When I met Erica, she was so put together that I thought she was older than me. We also had a lot in common. We both went to Ball State. We both were teachers, and we both had kids around the same age. We both had significant others who were pretty outstanding men. She became a close friend in December 2013 after a very interesting Indiana Ice game.
When I heard that Erica had cancer in April 2014, it rocked me. I had heard about her first time with caner and how she had beaten it, so I was thinking that it would be a piece of cake. Surgery, maybe a little radiation. Good to go. She could do this again and beat it again. She’s one of the strongest people I know. I never thought for a moment at first that she would be anything, but quick and painless. Then, I heard the diagnosis of how bad the cancer was this time around, and I was scared. How could cancer grow that fast in such a short amount of time? What was going to happen?
The hardest part for me was not being able to do more. I didn’t want to show my fear to her, so I tried to be there for her in any and every way that I could be. We would have Wylee, her son, over to play with our kids. I’d take him home with us from school when she had appointments or needed some time. Erica would call me to get away, and I would drop what I was doing, which was usually nothing, and go hang out with her, take her out, go shopping, whatever it was that she wanted to do. At her wedding, I helped with baking pies and running people to and from the wedding site and hauling kegs.
I only made one appearance at her chemo treatments, but it was quite an eventful one. The nurse who was administering her chemo accidentally spilled a couple tiny drops on my flip flop when she was attaching it to the IV. I didn’t think anything of it. I had brought my computer to watch movies with Erica, and I had planned to be there all day. Within an hour, I was in bathroom, vomiting profusely. I ended up in the ER downstairs from the chemo ward – JR having to drive me in a wheelchair through the back channels of the hospital. I had never been so sick, so fast and didn’t realize it could have been from the chemo barely touching my skin.

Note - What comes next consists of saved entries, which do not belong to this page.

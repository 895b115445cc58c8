use crate::data::enrollment_table::{EnrollmentTable, Grade, YEAR_COUNT};
use crate::processing::statistics::{max_present, mean_present, min_present, sum_present, YearValue};
use crate::state::app_state::AnalysisSettings;

/// Statistics across every school.
#[derive(Debug, Clone, PartialEq)]
pub struct AggregateStats {
    pub highest_single_grade: Option<u32>,
    pub lowest_single_grade: Option<u32>,
    /// Mean over all schools and grades for each year.
    pub yearly_means: Vec<YearValue<Option<f64>>>,
    /// Grade 12 enrollment summed over all schools for each year.
    pub graduating_totals: Vec<YearValue<u64>>,
}

impl AggregateStats {
    pub fn compute(table: &EnrollmentTable, settings: &AnalysisSettings) -> Self {
        let grades = table.grade_views();
        let year_of = |year: usize| settings.first_year + year as u16;

        let yearly_means = (0..YEAR_COUNT)
            .map(|year| YearValue {
                year: year_of(year),
                value: mean_present(grades.iter().flat_map(|view| view.year_row(year))),
            })
            .collect();

        let graduating = table.grade(Grade::Twelve);
        let graduating_totals = (0..YEAR_COUNT)
            .map(|year| YearValue {
                year: year_of(year),
                value: sum_present(graduating.year_row(year)),
            })
            .collect();

        Self {
            highest_single_grade: max_present(table.cells().iter().copied()),
            lowest_single_grade: min_present(table.cells().iter().copied()),
            yearly_means,
            graduating_totals,
        }
    }
}

#[cfg(test)]
mod tests {
    use super::*;
    use crate::data::enrollment_table::tests::uniform_years;
    use crate::processing::school_stats::SchoolStats;
    use crate::state::app_state::AppState;

    fn mean_for(stats: &AggregateStats, year: u16) -> Option<f64> {
        stats.yearly_means.iter().find(|m| m.year == year).and_then(|m| m.value)
    }

    fn graduating_total_for(stats: &AggregateStats, year: u16) -> Option<u64> {
        stats.graduating_totals.iter().find(|t| t.year == year).map(|t| t.value)
    }

    #[test]
    fn test_uniform_table() {
        let mut years = uniform_years([Some(100), Some(200), Some(300)]);
        years[9][0] = vec![None, None, Some(900)];
        years[0][1] = vec![Some(1), None, None];
        let table = EnrollmentTable::build(&years).unwrap();
        let stats = AggregateStats::compute(&table, &AnalysisSettings::default());

        assert_eq!(stats.highest_single_grade, Some(900));
        assert_eq!(stats.lowest_single_grade, Some(1));
        assert_eq!(mean_for(&stats, 2015), Some(200.0));
        assert_eq!(graduating_total_for(&stats, 2015), Some(6000));
        // 2013: school 1 has only a grade 10 value of 1.
        assert_eq!(graduating_total_for(&stats, 2013), Some(5700));
        assert_eq!(mean_for(&stats, 2013), Some((100.0 * 19.0 + 200.0 * 19.0 + 300.0 * 19.0 + 1.0) / 58.0));
        assert_eq!(graduating_total_for(&stats, 2022), Some(19 * 300 + 900));
        assert_eq!(mean_for(&stats, 2030), None);
        assert_eq!(graduating_total_for(&stats, 2030), None);
    }

    #[test]
    fn test_bounds_cover_every_school() {
        let state = AppState::from_embedded().unwrap();
        let aggregate = AggregateStats::compute(&state.table, &state.settings);
        let highest = aggregate.highest_single_grade.unwrap();
        let lowest = aggregate.lowest_single_grade.unwrap();

        for school in state.registry.iter() {
            let stats = SchoolStats::compute(&state.table, school.offset, &state.settings);
            assert!(lowest <= stats.lowest_single_grade.unwrap());
            assert!(highest >= stats.highest_single_grade.unwrap());
        }
        assert_eq!(aggregate.yearly_means.len(), 10);
        assert!(aggregate.yearly_means.iter().all(|m| m.value.is_some()));
    }
}
use std::io::{self, BufRead, Write};

use crate::data::enrollment_table::Grade;
use crate::error::StartupError;
use crate::processing::aggregate_stats::AggregateStats;
use crate::processing::school_stats::SchoolStats;
use crate::state::app_state::AppState;
use crate::ui::console;

pub struct EnrollmentApp {
    state: AppState,
}

impl EnrollmentApp {
    /// Load the embedded dataset and assemble the enrollment table.
    pub fn new() -> Result<Self, StartupError> {
        let state = AppState::from_embedded()?;
        tracing::info!(
            "Enrollment table ready, shape {:?}, grade slices {:?}",
            state.table.shape(),
            state.table.grade(Grade::Ten).shape()
        );
        Ok(Self { state })
    }

    /// One session: banner, school selection and report, then the all-schools report.
    pub fn run<R: BufRead, W: Write>(&self, input: &mut R, out: &mut W) -> io::Result<()> {
        let state = &self.state;
        console::write_banner(out, &state.table)?;

        if let Some(school) = console::prompt_for_school(&state.registry, input, out)? {
            let stats = SchoolStats::compute(&state.table, school.offset, &state.settings);
            console::write_school_report(out, &school, &stats)?;
        }

        let aggregate = AggregateStats::compute(&state.table, &state.settings);
        console::write_aggregate_report(out, &aggregate)?;
        out.flush()
    }
}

If this tiny amount of chemo could make me this sick, I could not imagine how Erica was putting this into her body and still managing to be so strong. She was incredible.
I think the biggest thing that someone can do when their friend is battling cancer is to be there for them. Go out. Stay in. Watch a movie. Go shopping. Make them laugh. Erica has the greatest sense of humor. She hasn’t let the cancer take that away. She’s the strongest person I’ve ever met. There are days that I wish I could do more for her, but being her friend is the best gift I could ever ask for and I’ll do anything that I can to protect this amazing woman. She is incredible. She is strong. She is remarkable. She shows me how to live each and every day.